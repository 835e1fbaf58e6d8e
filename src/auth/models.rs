//! Authentication data models

use serde::{Deserialize, Serialize};
use std::collections::BTreeSet;
use std::fmt;

/// Identity resolved from a session by the auth provider
#[derive(Serialize, Deserialize, Debug, Clone, PartialEq, Eq)]
pub struct SessionUser {
    pub id: String,
    pub email: String,
}

/// Closed set of authorization tiers.
///
/// Role names coming out of the role store are mapped onto this enum; any
/// name other than `admin` or `editor` becomes [`Role::Authenticated`].
#[derive(Serialize, Deserialize, Debug, Clone, Copy, PartialEq, Eq, PartialOrd, Ord, Hash)]
#[serde(rename_all = "lowercase")]
pub enum Role {
    Anonymous,
    Authenticated,
    Editor,
    Admin,
}

impl Role {
    pub fn from_name(name: &str) -> Self {
        match name.trim().to_lowercase().as_str() {
            "admin" => Role::Admin,
            "editor" => Role::Editor,
            "anon" | "anonymous" => Role::Anonymous,
            _ => Role::Authenticated,
        }
    }

    pub fn as_str(&self) -> &'static str {
        match self {
            Role::Anonymous => "anonymous",
            Role::Authenticated => "authenticated",
            Role::Editor => "editor",
            Role::Admin => "admin",
        }
    }
}

impl fmt::Display for Role {
    fn fmt(&self, f: &mut fmt::Formatter<'_>) -> fmt::Result {
        f.write_str(self.as_str())
    }
}

/// Roles admitted to the admin area
pub const ADMIN_AREA_ROLES: &[Role] = &[Role::Admin, Role::Editor];

/// The roles held by one caller
#[derive(Serialize, Debug, Clone, Default, PartialEq, Eq)]
#[serde(transparent)]
pub struct RoleSet(BTreeSet<Role>);

impl RoleSet {
    /// Role set of a signed-in user holding the named roles.
    ///
    /// Every signed-in user holds `Authenticated` in addition to whatever the
    /// names map to, so an empty name list still yields a non-empty set.
    pub fn for_user<I, S>(names: I) -> Self
    where
        I: IntoIterator<Item = S>,
        S: AsRef<str>,
    {
        let mut roles: BTreeSet<Role> = names
            .into_iter()
            .map(|name| Role::from_name(name.as_ref()))
            .filter(|role| *role != Role::Anonymous)
            .collect();
        roles.insert(Role::Authenticated);
        Self(roles)
    }

    pub fn contains(&self, role: Role) -> bool {
        self.0.contains(&role)
    }

    /// True when any held role is in `allowed`
    pub fn intersects(&self, allowed: &[Role]) -> bool {
        allowed.iter().any(|role| self.0.contains(role))
    }
}

/// A signed-in caller with resolved roles
#[derive(Serialize, Debug, Clone, PartialEq, Eq)]
pub struct CurrentUser {
    pub id: String,
    pub email: String,
    pub roles: RoleSet,
}

/// Who is making the request, as far as the gate could tell
#[derive(Debug, Clone, PartialEq, Eq)]
pub enum Identity {
    Anonymous,
    Authenticated(CurrentUser),
}

impl Identity {
    pub fn user(&self) -> Option<&CurrentUser> {
        match self {
            Identity::Anonymous => None,
            Identity::Authenticated(user) => Some(user),
        }
    }
}

/// Access token claims issued by the hosted auth provider
#[derive(Serialize, Deserialize, Debug)]
pub struct Claims {
    pub sub: String,
    #[serde(default)]
    pub email: Option<String>,
    pub exp: usize,
}

#[derive(Deserialize)]
pub struct LoginRequest {
    pub email: String,
    pub password: String,
}

#[derive(Serialize, Debug)]
pub struct LoginResponse {
    pub user: SessionUser,
    pub redirect_to: String,
}

#[derive(Serialize, Debug)]
pub struct MeResponse {
    pub id: String,
    pub email: String,
    pub roles: RoleSet,
    pub can_access_admin: bool,
}

impl From<CurrentUser> for MeResponse {
    fn from(user: CurrentUser) -> Self {
        let can_access_admin = user.roles.intersects(ADMIN_AREA_ROLES);
        Self {
            id: user.id,
            email: user.email,
            roles: user.roles,
            can_access_admin,
        }
    }
}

Work order ▸
The reply should hold only the lines from the top of the records through the line that has "#[serde(transparent)]", each one exact.

Answer for the task ▸
repository 835e1fbaf58e6d8e
filename src/auth/models.rs
//! Authentication data models

use serde::{Deserialize, Serialize};
use std::collections::BTreeSet;
use std::fmt;

/// Identity resolved from a session by the auth provider
#[derive(Serialize, Deserialize, Debug, Clone, PartialEq, Eq)]
pub struct SessionUser {
    pub id: String,
    pub email: String,
}

/// Closed set of authorization tiers.
///
/// Role names coming out of the role store are mapped onto this enum; any
/// name other than `admin` or `editor` becomes [`Role::Authenticated`].
#[derive(Serialize, Deserialize, Debug, Clone, Copy, PartialEq, Eq, PartialOrd, Ord, Hash)]
#[serde(rename_all = "lowercase")]
pub enum Role {
    Anonymous,
    Authenticated,
    Editor,
    Admin,
}

impl Role {
    pub fn from_name(name: &str) -> Self {
        match name.trim().to_lowercase().as_str() {
            "admin" => Role::Admin,
            "editor" => Role::Editor,
            "anon" | "anonymous" => Role::Anonymous,
            _ => Role::Authenticated,
        }
    }

    pub fn as_str(&self) -> &'static str {
        match self {
            Role::Anonymous => "anonymous",
            Role::Authenticated => "authenticated",
            Role::Editor => "editor",
            Role::Admin => "admin",
        }
    }
}

impl fmt::Display for Role {
    fn fmt(&self, f: &mut fmt::Formatter<'_>) -> fmt::Result {
        f.write_str(self.as_str())
    }
}

/// Roles admitted to the admin area
pub const ADMIN_AREA_ROLES: &[Role] = &[Role::Admin, Role::Editor];

/// The roles held by one caller
#[derive(Serialize, Debug, Clone, Default, PartialEq, Eq)]
#[serde(transparent)]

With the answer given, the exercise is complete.